Word for word, restate the lines of the data from the first through the one containing "fn read(path: &Path)", and nothing else.

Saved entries

++++++

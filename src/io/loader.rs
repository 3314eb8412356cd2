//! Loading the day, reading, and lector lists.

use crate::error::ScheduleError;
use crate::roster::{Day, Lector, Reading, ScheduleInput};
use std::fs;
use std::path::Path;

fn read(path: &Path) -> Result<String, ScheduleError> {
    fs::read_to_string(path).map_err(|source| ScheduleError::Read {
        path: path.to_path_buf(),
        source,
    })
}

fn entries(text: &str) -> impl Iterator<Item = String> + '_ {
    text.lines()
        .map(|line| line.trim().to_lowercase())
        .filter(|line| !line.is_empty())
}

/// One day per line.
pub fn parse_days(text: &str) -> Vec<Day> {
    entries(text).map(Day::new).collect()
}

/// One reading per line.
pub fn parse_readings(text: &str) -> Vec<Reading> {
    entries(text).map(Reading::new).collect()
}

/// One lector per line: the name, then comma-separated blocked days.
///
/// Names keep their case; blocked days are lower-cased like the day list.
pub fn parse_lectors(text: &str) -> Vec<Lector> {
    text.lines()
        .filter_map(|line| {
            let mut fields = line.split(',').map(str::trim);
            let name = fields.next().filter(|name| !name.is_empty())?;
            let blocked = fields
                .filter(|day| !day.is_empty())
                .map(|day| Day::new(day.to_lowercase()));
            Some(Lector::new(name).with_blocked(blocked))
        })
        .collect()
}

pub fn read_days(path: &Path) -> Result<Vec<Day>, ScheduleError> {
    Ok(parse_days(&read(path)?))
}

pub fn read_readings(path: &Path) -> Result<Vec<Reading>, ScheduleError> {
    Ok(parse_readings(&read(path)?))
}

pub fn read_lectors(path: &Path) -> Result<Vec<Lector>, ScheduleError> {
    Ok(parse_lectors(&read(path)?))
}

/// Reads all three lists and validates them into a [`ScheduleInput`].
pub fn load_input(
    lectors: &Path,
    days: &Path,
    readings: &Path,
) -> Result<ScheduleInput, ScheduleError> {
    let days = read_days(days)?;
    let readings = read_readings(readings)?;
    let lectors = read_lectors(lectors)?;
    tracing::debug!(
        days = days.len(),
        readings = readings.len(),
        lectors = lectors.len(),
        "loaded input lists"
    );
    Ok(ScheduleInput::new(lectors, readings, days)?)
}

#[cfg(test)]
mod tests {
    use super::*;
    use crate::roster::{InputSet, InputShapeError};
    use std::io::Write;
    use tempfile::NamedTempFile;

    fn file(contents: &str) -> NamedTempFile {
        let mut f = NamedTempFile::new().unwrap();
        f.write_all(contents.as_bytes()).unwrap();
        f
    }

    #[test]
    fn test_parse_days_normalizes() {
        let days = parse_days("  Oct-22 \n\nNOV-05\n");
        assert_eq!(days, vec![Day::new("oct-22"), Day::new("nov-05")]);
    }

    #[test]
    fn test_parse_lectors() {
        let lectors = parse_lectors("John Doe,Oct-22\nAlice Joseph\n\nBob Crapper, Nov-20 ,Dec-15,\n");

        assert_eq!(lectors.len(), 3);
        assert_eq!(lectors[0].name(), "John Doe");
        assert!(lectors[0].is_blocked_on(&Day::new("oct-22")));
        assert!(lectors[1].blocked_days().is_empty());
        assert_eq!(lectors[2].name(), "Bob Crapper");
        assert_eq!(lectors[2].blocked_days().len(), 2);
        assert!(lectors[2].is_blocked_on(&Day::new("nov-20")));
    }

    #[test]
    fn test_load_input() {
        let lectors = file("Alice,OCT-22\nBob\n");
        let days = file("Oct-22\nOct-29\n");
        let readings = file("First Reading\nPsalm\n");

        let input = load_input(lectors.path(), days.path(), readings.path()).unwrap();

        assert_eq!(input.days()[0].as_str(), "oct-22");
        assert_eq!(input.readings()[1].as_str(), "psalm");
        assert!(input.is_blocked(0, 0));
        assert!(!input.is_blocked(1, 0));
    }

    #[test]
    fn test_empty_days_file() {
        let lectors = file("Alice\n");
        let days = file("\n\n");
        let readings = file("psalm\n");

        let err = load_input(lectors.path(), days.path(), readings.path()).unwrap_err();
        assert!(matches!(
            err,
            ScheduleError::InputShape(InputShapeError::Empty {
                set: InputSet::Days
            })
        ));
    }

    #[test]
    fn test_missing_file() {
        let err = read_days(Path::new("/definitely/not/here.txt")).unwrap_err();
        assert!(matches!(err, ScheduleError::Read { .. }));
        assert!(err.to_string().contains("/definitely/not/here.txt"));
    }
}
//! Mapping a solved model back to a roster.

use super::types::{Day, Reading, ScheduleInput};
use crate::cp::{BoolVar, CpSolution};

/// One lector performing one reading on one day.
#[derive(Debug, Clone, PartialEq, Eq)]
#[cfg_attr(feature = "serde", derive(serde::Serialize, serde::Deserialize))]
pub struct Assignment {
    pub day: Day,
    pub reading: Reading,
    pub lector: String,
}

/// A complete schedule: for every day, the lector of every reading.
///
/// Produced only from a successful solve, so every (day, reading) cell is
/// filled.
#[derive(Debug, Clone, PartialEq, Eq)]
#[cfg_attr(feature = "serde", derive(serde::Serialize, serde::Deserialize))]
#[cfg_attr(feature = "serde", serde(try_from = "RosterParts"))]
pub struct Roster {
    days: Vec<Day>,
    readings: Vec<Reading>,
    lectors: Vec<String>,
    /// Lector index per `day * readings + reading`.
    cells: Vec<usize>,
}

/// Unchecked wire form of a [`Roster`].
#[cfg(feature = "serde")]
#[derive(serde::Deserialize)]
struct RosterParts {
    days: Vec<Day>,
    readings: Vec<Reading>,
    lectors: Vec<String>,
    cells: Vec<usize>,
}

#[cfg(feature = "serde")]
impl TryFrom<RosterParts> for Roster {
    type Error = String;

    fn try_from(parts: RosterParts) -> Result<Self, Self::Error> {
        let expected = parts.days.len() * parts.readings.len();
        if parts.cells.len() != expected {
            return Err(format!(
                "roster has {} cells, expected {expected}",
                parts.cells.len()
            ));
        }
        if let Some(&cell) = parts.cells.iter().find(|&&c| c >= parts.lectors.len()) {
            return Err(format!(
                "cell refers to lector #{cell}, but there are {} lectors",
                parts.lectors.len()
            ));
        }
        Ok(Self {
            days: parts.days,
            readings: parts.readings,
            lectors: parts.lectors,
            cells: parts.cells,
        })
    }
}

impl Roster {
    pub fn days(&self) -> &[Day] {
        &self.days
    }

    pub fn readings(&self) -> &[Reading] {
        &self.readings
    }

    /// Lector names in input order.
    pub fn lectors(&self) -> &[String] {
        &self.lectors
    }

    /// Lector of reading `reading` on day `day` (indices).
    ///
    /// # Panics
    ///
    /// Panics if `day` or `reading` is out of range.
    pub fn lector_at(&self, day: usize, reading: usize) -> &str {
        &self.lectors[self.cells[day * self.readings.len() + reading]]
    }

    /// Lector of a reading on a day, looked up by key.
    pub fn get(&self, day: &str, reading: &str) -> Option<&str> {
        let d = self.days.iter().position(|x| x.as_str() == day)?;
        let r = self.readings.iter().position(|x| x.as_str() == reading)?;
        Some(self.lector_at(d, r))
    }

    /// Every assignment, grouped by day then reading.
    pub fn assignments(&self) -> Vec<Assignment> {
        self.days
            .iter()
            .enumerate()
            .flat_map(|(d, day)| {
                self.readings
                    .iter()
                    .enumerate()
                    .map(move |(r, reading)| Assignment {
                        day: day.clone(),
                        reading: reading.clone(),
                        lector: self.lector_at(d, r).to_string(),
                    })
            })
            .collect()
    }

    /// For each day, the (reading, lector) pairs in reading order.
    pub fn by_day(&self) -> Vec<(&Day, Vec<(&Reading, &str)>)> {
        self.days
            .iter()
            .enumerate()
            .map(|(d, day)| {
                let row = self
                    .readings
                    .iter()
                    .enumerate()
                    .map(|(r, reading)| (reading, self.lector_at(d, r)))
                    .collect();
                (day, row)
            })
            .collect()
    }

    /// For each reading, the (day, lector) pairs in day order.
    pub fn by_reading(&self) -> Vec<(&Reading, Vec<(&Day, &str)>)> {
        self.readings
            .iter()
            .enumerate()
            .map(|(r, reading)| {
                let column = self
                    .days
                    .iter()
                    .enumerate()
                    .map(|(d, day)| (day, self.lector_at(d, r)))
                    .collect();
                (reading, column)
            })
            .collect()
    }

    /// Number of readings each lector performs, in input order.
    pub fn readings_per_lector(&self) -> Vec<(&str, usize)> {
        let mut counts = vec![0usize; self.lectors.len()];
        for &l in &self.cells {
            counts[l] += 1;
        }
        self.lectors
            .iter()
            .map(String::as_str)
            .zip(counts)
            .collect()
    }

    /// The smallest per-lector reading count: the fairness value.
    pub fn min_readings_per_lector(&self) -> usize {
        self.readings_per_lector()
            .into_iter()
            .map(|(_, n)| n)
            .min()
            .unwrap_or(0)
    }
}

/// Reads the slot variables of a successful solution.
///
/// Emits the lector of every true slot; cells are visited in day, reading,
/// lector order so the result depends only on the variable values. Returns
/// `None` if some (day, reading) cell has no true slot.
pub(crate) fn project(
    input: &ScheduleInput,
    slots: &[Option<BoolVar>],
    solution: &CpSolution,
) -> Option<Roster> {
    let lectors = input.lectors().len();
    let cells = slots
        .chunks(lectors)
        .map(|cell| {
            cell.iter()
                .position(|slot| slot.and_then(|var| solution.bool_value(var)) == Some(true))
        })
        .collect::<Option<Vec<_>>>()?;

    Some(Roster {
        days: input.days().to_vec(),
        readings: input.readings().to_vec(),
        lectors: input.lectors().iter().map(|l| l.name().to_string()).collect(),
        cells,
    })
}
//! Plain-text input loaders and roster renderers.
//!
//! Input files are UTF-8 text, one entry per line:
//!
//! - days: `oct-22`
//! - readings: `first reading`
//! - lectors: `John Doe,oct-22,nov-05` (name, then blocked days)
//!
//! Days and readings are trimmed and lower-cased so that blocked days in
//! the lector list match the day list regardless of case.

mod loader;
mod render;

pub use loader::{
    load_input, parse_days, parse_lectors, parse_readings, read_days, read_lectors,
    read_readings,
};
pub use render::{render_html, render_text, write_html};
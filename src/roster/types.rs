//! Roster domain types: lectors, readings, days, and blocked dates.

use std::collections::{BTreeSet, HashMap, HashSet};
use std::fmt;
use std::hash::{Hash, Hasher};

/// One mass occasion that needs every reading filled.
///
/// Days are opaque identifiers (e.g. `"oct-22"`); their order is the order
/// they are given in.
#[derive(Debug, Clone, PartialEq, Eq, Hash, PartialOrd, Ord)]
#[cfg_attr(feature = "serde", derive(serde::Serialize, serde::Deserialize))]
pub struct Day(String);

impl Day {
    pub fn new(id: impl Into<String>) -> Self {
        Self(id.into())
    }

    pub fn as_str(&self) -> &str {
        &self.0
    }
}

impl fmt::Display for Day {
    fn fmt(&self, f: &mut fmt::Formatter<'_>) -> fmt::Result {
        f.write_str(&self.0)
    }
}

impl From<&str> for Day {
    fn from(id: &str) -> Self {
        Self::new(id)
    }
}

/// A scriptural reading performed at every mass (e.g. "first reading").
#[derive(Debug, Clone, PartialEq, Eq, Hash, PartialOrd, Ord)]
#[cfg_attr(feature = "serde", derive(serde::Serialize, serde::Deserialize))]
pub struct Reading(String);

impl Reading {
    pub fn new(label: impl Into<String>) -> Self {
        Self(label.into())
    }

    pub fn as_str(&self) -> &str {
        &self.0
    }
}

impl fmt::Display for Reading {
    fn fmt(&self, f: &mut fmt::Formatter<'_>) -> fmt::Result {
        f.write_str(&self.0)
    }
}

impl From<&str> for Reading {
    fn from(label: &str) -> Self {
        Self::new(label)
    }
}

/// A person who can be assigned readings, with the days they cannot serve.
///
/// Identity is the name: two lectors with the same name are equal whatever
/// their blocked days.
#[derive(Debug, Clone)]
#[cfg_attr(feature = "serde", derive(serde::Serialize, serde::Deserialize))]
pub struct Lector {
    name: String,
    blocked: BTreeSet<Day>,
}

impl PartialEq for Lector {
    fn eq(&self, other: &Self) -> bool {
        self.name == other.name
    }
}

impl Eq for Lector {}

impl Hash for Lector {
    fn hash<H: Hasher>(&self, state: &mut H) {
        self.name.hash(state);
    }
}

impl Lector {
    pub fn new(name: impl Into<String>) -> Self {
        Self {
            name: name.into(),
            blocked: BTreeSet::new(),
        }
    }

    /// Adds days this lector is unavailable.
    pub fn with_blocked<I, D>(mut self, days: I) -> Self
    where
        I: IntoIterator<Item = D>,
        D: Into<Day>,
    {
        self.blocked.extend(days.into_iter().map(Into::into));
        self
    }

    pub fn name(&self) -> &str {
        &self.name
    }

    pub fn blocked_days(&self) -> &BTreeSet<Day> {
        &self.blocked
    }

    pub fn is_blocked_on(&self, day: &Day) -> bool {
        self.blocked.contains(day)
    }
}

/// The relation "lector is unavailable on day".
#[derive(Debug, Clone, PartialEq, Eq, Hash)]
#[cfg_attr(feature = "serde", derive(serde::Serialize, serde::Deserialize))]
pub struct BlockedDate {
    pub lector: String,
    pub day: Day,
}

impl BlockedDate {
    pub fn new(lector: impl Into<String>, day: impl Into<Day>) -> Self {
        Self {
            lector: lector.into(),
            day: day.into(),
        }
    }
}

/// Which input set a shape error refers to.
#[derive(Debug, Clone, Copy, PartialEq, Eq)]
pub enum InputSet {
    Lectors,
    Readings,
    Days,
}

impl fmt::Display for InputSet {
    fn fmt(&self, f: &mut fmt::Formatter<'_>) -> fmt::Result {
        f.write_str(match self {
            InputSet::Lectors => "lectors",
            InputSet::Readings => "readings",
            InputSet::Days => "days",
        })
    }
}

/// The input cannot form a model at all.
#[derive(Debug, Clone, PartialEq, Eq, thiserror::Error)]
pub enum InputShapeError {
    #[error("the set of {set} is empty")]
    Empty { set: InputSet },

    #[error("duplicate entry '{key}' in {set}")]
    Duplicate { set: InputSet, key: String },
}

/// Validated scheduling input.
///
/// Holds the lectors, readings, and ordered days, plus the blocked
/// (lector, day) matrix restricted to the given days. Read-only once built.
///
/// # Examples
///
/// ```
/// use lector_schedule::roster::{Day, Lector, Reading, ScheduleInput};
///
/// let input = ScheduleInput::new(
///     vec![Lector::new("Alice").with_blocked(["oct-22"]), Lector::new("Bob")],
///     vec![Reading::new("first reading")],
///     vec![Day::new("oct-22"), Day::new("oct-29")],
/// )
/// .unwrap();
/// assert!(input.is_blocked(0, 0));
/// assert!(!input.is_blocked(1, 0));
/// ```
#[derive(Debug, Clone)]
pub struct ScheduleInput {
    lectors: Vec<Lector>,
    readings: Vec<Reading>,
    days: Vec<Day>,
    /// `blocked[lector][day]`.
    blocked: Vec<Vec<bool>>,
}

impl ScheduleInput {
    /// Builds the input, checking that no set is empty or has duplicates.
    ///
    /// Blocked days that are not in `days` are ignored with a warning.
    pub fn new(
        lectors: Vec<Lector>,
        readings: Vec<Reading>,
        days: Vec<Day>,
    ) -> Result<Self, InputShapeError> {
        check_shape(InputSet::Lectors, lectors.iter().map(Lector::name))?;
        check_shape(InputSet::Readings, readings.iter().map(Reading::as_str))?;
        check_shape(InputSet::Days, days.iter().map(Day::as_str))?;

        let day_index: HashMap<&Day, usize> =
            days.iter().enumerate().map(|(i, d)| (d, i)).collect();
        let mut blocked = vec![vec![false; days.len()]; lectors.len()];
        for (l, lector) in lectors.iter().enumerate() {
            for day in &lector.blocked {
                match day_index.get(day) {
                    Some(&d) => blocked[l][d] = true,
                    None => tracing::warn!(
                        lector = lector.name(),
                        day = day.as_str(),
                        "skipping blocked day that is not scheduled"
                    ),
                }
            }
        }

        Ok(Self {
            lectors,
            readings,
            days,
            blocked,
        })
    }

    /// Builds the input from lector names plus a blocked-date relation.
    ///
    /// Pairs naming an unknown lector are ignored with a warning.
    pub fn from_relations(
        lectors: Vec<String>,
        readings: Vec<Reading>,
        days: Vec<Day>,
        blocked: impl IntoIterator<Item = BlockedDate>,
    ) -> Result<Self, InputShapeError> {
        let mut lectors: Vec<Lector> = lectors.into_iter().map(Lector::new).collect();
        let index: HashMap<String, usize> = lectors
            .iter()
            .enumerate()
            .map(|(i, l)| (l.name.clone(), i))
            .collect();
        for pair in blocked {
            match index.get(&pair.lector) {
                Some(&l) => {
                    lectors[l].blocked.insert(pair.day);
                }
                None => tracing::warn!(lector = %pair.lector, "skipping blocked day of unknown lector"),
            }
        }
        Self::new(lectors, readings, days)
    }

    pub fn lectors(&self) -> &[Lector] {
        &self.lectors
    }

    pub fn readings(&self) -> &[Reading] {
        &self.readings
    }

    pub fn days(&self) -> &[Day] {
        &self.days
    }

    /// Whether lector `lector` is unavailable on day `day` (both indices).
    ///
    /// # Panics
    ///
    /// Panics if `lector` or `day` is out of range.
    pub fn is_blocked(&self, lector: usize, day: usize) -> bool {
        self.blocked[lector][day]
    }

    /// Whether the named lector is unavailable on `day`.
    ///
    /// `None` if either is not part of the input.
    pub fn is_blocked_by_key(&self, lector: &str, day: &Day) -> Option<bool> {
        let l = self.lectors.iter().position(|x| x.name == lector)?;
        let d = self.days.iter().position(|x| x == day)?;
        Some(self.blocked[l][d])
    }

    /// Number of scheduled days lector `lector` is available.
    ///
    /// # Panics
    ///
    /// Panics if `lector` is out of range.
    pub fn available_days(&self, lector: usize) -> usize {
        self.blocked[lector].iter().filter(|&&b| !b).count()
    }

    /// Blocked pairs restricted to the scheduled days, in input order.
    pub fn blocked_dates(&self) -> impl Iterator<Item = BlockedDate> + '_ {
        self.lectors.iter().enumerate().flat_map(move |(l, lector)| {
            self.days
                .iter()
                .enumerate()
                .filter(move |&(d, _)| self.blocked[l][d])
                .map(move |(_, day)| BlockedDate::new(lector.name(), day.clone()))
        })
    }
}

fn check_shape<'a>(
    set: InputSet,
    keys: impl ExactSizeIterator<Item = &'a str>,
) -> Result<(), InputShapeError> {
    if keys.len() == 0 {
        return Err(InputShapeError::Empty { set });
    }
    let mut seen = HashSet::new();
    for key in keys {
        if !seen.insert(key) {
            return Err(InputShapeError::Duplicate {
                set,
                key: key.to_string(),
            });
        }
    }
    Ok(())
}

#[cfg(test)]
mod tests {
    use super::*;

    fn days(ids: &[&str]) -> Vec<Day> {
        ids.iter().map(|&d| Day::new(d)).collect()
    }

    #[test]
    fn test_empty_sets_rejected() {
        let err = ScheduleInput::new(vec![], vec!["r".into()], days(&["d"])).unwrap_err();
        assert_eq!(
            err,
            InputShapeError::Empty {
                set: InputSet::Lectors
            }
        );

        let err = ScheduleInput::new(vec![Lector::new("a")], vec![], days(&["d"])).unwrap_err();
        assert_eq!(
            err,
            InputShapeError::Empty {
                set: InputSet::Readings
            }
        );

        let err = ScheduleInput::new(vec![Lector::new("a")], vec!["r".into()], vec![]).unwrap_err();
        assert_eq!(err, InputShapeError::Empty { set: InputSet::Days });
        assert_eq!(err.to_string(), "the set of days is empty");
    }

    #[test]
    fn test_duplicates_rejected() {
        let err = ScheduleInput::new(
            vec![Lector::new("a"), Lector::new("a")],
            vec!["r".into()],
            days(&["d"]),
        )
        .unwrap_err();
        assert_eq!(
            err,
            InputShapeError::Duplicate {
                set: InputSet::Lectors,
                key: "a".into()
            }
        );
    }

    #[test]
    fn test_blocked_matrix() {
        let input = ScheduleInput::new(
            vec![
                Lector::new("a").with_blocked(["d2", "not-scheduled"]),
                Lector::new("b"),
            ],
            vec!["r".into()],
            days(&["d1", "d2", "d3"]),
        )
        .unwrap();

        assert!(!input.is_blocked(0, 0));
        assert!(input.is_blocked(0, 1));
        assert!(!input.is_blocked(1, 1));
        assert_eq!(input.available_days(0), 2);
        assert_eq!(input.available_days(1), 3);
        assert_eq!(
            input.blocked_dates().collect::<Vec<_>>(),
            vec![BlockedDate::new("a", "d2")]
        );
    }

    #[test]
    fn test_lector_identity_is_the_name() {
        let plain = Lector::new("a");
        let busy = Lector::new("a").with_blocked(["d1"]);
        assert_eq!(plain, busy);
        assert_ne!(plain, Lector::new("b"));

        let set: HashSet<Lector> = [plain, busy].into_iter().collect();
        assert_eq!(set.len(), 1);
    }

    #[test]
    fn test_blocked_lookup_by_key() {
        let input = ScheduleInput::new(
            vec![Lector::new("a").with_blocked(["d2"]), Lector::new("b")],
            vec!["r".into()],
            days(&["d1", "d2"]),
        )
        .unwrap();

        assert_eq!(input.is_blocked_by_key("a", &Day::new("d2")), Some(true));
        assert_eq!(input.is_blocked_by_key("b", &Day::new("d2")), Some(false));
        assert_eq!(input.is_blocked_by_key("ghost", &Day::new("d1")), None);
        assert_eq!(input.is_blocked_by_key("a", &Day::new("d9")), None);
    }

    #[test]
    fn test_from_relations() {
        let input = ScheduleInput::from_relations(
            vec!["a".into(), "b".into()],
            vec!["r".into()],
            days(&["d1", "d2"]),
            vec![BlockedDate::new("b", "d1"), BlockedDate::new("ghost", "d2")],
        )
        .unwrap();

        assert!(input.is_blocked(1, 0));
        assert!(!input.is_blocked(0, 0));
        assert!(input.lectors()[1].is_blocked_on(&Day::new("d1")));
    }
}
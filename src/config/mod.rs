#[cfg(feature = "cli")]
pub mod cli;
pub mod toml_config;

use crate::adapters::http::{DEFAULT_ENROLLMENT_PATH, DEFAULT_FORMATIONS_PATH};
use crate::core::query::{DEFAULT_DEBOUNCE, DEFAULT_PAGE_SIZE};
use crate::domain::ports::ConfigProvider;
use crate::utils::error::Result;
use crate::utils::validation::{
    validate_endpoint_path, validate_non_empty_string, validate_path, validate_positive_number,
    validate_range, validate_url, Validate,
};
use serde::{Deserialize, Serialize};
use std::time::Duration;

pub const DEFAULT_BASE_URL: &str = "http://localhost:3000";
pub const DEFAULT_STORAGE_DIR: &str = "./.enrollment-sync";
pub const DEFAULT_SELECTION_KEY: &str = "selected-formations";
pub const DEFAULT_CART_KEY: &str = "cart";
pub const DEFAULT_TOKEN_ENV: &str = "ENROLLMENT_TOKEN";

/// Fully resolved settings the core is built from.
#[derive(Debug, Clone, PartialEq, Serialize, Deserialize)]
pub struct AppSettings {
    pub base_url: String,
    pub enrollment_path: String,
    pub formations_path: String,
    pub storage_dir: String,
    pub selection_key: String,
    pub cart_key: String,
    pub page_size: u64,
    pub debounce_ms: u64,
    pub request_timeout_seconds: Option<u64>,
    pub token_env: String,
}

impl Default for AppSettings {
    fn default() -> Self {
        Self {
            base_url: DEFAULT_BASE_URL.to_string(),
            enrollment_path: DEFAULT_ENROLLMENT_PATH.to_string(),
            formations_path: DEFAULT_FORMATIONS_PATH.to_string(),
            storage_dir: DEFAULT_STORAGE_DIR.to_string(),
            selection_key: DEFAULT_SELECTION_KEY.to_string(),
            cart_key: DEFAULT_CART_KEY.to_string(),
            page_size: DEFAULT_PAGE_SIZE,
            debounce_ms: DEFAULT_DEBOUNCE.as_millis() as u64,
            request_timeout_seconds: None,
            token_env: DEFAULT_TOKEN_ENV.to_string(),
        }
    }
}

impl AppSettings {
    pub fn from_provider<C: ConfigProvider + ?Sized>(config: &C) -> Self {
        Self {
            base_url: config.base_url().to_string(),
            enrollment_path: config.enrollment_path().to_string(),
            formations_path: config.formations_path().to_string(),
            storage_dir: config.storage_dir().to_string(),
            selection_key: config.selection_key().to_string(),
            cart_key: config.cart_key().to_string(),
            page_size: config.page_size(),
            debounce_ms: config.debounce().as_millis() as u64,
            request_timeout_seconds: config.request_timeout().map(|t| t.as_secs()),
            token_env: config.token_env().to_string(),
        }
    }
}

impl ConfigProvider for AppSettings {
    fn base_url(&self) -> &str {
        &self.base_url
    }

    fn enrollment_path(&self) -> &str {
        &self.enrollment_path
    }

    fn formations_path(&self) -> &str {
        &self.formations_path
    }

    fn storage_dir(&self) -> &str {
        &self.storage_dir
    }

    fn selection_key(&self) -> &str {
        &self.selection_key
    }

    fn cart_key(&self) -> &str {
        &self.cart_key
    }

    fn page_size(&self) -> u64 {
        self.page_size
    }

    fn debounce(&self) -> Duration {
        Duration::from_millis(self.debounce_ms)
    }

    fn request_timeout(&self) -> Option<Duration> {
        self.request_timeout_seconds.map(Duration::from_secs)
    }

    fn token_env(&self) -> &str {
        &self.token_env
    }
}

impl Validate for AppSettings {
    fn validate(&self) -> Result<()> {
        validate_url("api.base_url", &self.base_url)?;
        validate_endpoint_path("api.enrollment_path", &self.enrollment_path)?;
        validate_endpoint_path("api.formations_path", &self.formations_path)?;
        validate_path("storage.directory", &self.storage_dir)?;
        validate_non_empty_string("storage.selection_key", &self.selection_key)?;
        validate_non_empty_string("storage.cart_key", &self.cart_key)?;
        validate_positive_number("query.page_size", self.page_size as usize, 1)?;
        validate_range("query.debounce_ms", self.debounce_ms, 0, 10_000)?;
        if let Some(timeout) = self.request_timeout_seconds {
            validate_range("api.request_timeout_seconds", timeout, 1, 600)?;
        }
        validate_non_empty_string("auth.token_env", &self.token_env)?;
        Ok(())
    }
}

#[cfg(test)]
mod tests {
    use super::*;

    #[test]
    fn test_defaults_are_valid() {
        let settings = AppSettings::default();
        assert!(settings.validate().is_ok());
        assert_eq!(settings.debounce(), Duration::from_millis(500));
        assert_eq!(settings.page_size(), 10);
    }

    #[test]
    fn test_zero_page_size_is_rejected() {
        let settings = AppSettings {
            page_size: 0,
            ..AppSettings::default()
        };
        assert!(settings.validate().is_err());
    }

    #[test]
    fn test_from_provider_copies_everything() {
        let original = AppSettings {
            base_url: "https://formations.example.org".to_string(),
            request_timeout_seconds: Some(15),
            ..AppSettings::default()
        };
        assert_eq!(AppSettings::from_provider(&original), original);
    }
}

++++++

* **OUTPUT OF THE EXERCISE**
filename src/io/loader.rs
repository 3314eb8412356cd2
//! Loading the day, reading, and lector lists.

use crate::error::ScheduleError;
use crate::roster::{Day, Lector, Reading, ScheduleInput};
use std::fs;
use std::path::Path;

fn read(path: &Path) -> Result<String, ScheduleError> {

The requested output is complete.